* _About this task_:
Taking the listing below, restate word for word each line from the line with "self.ledger.record(self.db, script.version, false)?;" to the line with "of their own.", ends included, and stop there.

* _Data shown_:
══════════
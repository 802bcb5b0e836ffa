use std::collections::BTreeSet;

use serde::Serialize;
use sqlshift_common::{Direction, Error, Result};
use tracing::{debug, error, info, warn};

use crate::database::Database;
use crate::dialect::{DialectPolicy, RunProfile, SkipReason};
use crate::ledger::{DEFAULT_TABLE, VersionLedger, VersionStatus, validate_table_name};
use crate::migrations::MigrationScript;
use crate::source::{MigrationSource, load_scripts};
use crate::splitter::{preview, split_statements};

const PREVIEW_CHARS: usize = 80;

#[derive(Debug, Clone, Copy, PartialEq, Eq, Serialize)]
#[serde(rename_all = "snake_case")]
pub enum RunState {
    Idle,
    Loading,
    Skipping,
    Applying,
    Completed,
    Failed,
}

/// One decision taken during a run.
#[derive(Debug, Clone, PartialEq, Eq, Serialize)]
#[serde(tag = "event", rename_all = "snake_case")]
pub enum MigrationEvent {
    SkippedApplied {
        version: u64,
        name: String,
    },
    SkippedDialect {
        version: u64,
        name: String,
        reason: SkipReason,
    },
    SkippedProfile {
        version: u64,
        name: String,
        reason: SkipReason,
    },
    Applied {
        version: u64,
        name: String,
        direction: Direction,
        statements: usize,
    },
    Failed {
        version: u64,
        name: String,
        direction: Direction,
        statement: usize,
    },
}

/// Outcome of a successful `up` or `down`.
#[derive(Debug, Clone, Serialize)]
pub struct RunReport {
    pub direction: Direction,
    /// Versions executed in this run, in execution order.
    pub applied: Vec<u64>,
    pub events: Vec<MigrationEvent>,
    pub state: RunState,
}

impl RunReport {
    fn new(direction: Direction) -> Self {
        Self {
            direction,
            applied: Vec::new(),
            events: Vec::new(),
            state: RunState::Idle,
        }
    }

    pub fn skipped(&self) -> usize {
        self.events
            .iter()
            .filter(|e| {
                matches!(
                    e,
                    MigrationEvent::SkippedApplied { .. }
                        | MigrationEvent::SkippedDialect { .. }
                        | MigrationEvent::SkippedProfile { .. }
                )
            })
            .count()
    }
}

/// Drives scripts from a [`MigrationSource`] into a [`Database`].
///
/// The runner holds the connection exclusively for its lifetime. Build one
/// per run and drop it afterwards; it keeps no state between runs other than
/// what the ledger table records.
pub struct MigrationRunner<'a> {
    db: &'a mut dyn Database,
    source: &'a dyn MigrationSource,
    policy: DialectPolicy,
    ledger: VersionLedger,
    state: RunState,
}

impl<'a> MigrationRunner<'a> {
    pub fn new(db: &'a mut dyn Database, source: &'a dyn MigrationSource) -> Self {
        let dialect = db.dialect();
        Self {
            db,
            source,
            policy: DialectPolicy::new(dialect, RunProfile::Full),
            ledger: VersionLedger::new(DEFAULT_TABLE, dialect),
            state: RunState::Idle,
        }
    }

    pub fn with_profile(mut self, profile: RunProfile) -> Self {
        self.policy = DialectPolicy::new(self.policy.dialect(), profile);
        self
    }

    pub fn with_ledger_table(mut self, table: &str) -> Result<Self> {
        validate_table_name(table)?;
        self.ledger = VersionLedger::new(table, self.policy.dialect());
        Ok(self)
    }

    /// Apply every pending up script in ascending version order.
    pub fn up(&mut self) -> Result<RunReport> {
        let mut report = RunReport::new(Direction::Up);
        let outcome = self.run_up(&mut report);
        self.finish(outcome, report)
    }

    /// Roll back the `steps` most recently applied versions, newest first.
    pub fn down(&mut self, steps: usize) -> Result<RunReport> {
        let mut report = RunReport::new(Direction::Down);
        let outcome = self.run_down(steps, &mut report);
        self.finish(outcome, report)
    }

    /// Mark `version` as cleanly applied without executing anything.
    ///
    /// Meant for operators after a dirty version was repaired by hand.
    /// Forcing below the first script (or to 0) empties the ledger.
    pub fn force(&mut self, version: u64) -> Result<()> {
        let has_floor = version > 0
            && load_scripts(self.source, Direction::Up)?
                .iter()
                .any(|s| s.version <= version);

        self.ledger.ensure_table(self.db)?;
        if has_floor {
            self.ledger.force(self.db, version)?;
            warn!(version, "ledger forced to version");
        } else {
            self.ledger.clear(self.db)?;
            warn!(version, "ledger cleared, no script at or below forced version");
        }
        Ok(())
    }

    /// Highest recorded version and whether it is dirty. Read-only.
    pub fn version(&mut self) -> Result<VersionStatus> {
        self.ledger.current_version(self.db)
    }

    fn run_up(&mut self, report: &mut RunReport) -> Result<()> {
        self.transition(RunState::Loading);
        let scripts = load_scripts(self.source, Direction::Up)?;
        self.ledger.ensure_table(self.db)?;
        self.refuse_if_dirty()?;
        info!(
            scripts = scripts.len(),
            dialect = %self.policy.dialect(),
            "running up migrations"
        );

        for script in &scripts {
            if self.ledger.has(self.db, script.version)? {
                self.transition(RunState::Skipping);
                debug!(version = script.version, name = %script.name, "already applied, skipping");
                report.events.push(MigrationEvent::SkippedApplied {
                    version: script.version,
                    name: script.name.clone(),
                });
                continue;
            }

            if let Some(reason) = self.policy.skip_reason(script) {
                self.transition(RunState::Skipping);
                report.events.push(skip_event(script, reason));
                continue;
            }

            self.apply(script, report)?;
            self.ledger.record(self.db, script.version, false)?;
        }
        Ok(())
    }

    fn run_down(&mut self, steps: usize, report: &mut RunReport) -> Result<()> {
        self.transition(RunState::Loading);
        let up_scripts = load_scripts(self.source, Direction::Up)?;
        let scripts = load_scripts(self.source, Direction::Down)?;
        self.ledger.ensure_table(self.db)?;
        self.refuse_if_dirty()?;

        // Versions covered only by a forced baseline have no row of their own.
        let mut applied: BTreeSet<u64> =
            self.ledger.executed_desc(self.db)?.into_iter().collect();
        for script in up_scripts.iter().filter(|s| self.policy.applies(s)) {
            if self.ledger.has(self.db, script.version)? {
                applied.insert(script.version);
            }
        }
        let versions: Vec<u64> = applied.into_iter().rev().take(steps).collect();
        info!(
            steps,
            versions = ?versions,
            dialect = %self.policy.dialect(),
            "running down migrations"
        );

        // Resolve every script before touching the schema.
        let mut plan = Vec::with_capacity(versions.len());
        for version in versions {
            let script = scripts
                .iter()
                .find(|s| s.version == version && self.policy.applies(s))
                .ok_or(Error::MissingScript {
                    version,
                    direction: Direction::Down,
                })?;
            plan.push(script);
        }

        for script in plan {
            self.apply(script, report)?;
            let baseline = up_scripts
                .iter()
                .rev()
                .find(|s| s.version < script.version && self.policy.applies(s))
                .map(|s| s.version);
            self.ledger.revert(self.db, script.version, baseline)?;
        }
        Ok(())
    }

    /// Execute one script statement by statement. On failure the version is
    /// recorded dirty and nothing already executed is undone.
    fn apply(&mut self, script: &MigrationScript, report: &mut RunReport) -> Result<()> {
        self.transition(RunState::Applying);
        let statements = split_statements(&script.body);
        let total = statements.len();
        info!(
            version = script.version,
            name = %script.name,
            direction = %script.direction,
            statements = total,
            "applying migration"
        );

        for (i, statement) in statements.iter().enumerate() {
            if let Err(source) = self.db.execute_statement(statement) {
                let index = i + 1;
                report.events.push(MigrationEvent::Failed {
                    version: script.version,
                    name: script.name.clone(),
                    direction: script.direction,
                    statement: index,
                });
                let failure = Error::StatementExecution {
                    version: script.version,
                    index,
                    total,
                    preview: preview(statement, PREVIEW_CHARS),
                    source,
                };
                if let Err(ledger_err) = self.ledger.record(self.db, script.version, true) {
                    error!(
                        version = script.version,
                        statement = index,
                        total,
                        "{failure}; could not mark the version dirty: {ledger_err}"
                    );
                    return Err(Error::Ledger(format!(
                        "{failure}; marking it dirty also failed: {ledger_err}"
                    )));
                }
                return Err(failure);
            }
        }

        report.applied.push(script.version);
        report.events.push(MigrationEvent::Applied {
            version: script.version,
            name: script.name.clone(),
            direction: script.direction,
            statements: total,
        });
        Ok(())
    }

    fn refuse_if_dirty(&mut self) -> Result<()> {
        match self.ledger.first_dirty(self.db)? {
            Some(version) => Err(Error::Dirty(version)),
            None => Ok(()),
        }
    }

    fn finish(&mut self, outcome: Result<()>, mut report: RunReport) -> Result<RunReport> {
        match outcome {
            Ok(()) => {
                self.transition(RunState::Completed);
                report.state = RunState::Completed;
                info!(
                    direction = %report.direction,
                    applied = report.applied.len(),
                    skipped = report.skipped(),
                    "migrations completed"
                );
                Ok(report)
            }
            Err(e) => {
                self.transition(RunState::Failed);
                error!(direction = %report.direction, "migration run failed: {e}");
                Err(e)
            }
        }
    }

    fn transition(&mut self, next: RunState) {
        if self.state != next {
            debug!(from = ?self.state, to = ?next, "runner state");
            self.state = next;
        }
    }
}

fn skip_event(script: &MigrationScript, reason: SkipReason) -> MigrationEvent {
    match reason {
        SkipReason::Dialect { tagged, active } => {
            info!(
                version = script.version,
                name = %script.name,
                %tagged,
                %active,
                "skipping script for another dialect"
            );
            MigrationEvent::SkippedDialect {
                version: script.version,
                name: script.name.clone(),
                reason,
            }
        }
        SkipReason::Profile { category, profile } => {
            info!(
                version = script.version,
                name = %script.name,
                %category,
                profile = ?profile,
                "skipping script excluded by run profile"
            );
            MigrationEvent::SkippedProfile {
                version: script.version,
                name: script.name.clone(),
                reason,
            }
        }
    }
}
══════════
* _Written response_:
            self.ledger.record(self.db, script.version, false)?;
        }
        Ok(())
    }

    fn run_down(&mut self, steps: usize, report: &mut RunReport) -> Result<()> {
        self.transition(RunState::Loading);
        let up_scripts = load_scripts(self.source, Direction::Up)?;
        let scripts = load_scripts(self.source, Direction::Down)?;
        self.ledger.ensure_table(self.db)?;
        self.refuse_if_dirty()?;

        // Versions covered only by a forced baseline have no row of their own.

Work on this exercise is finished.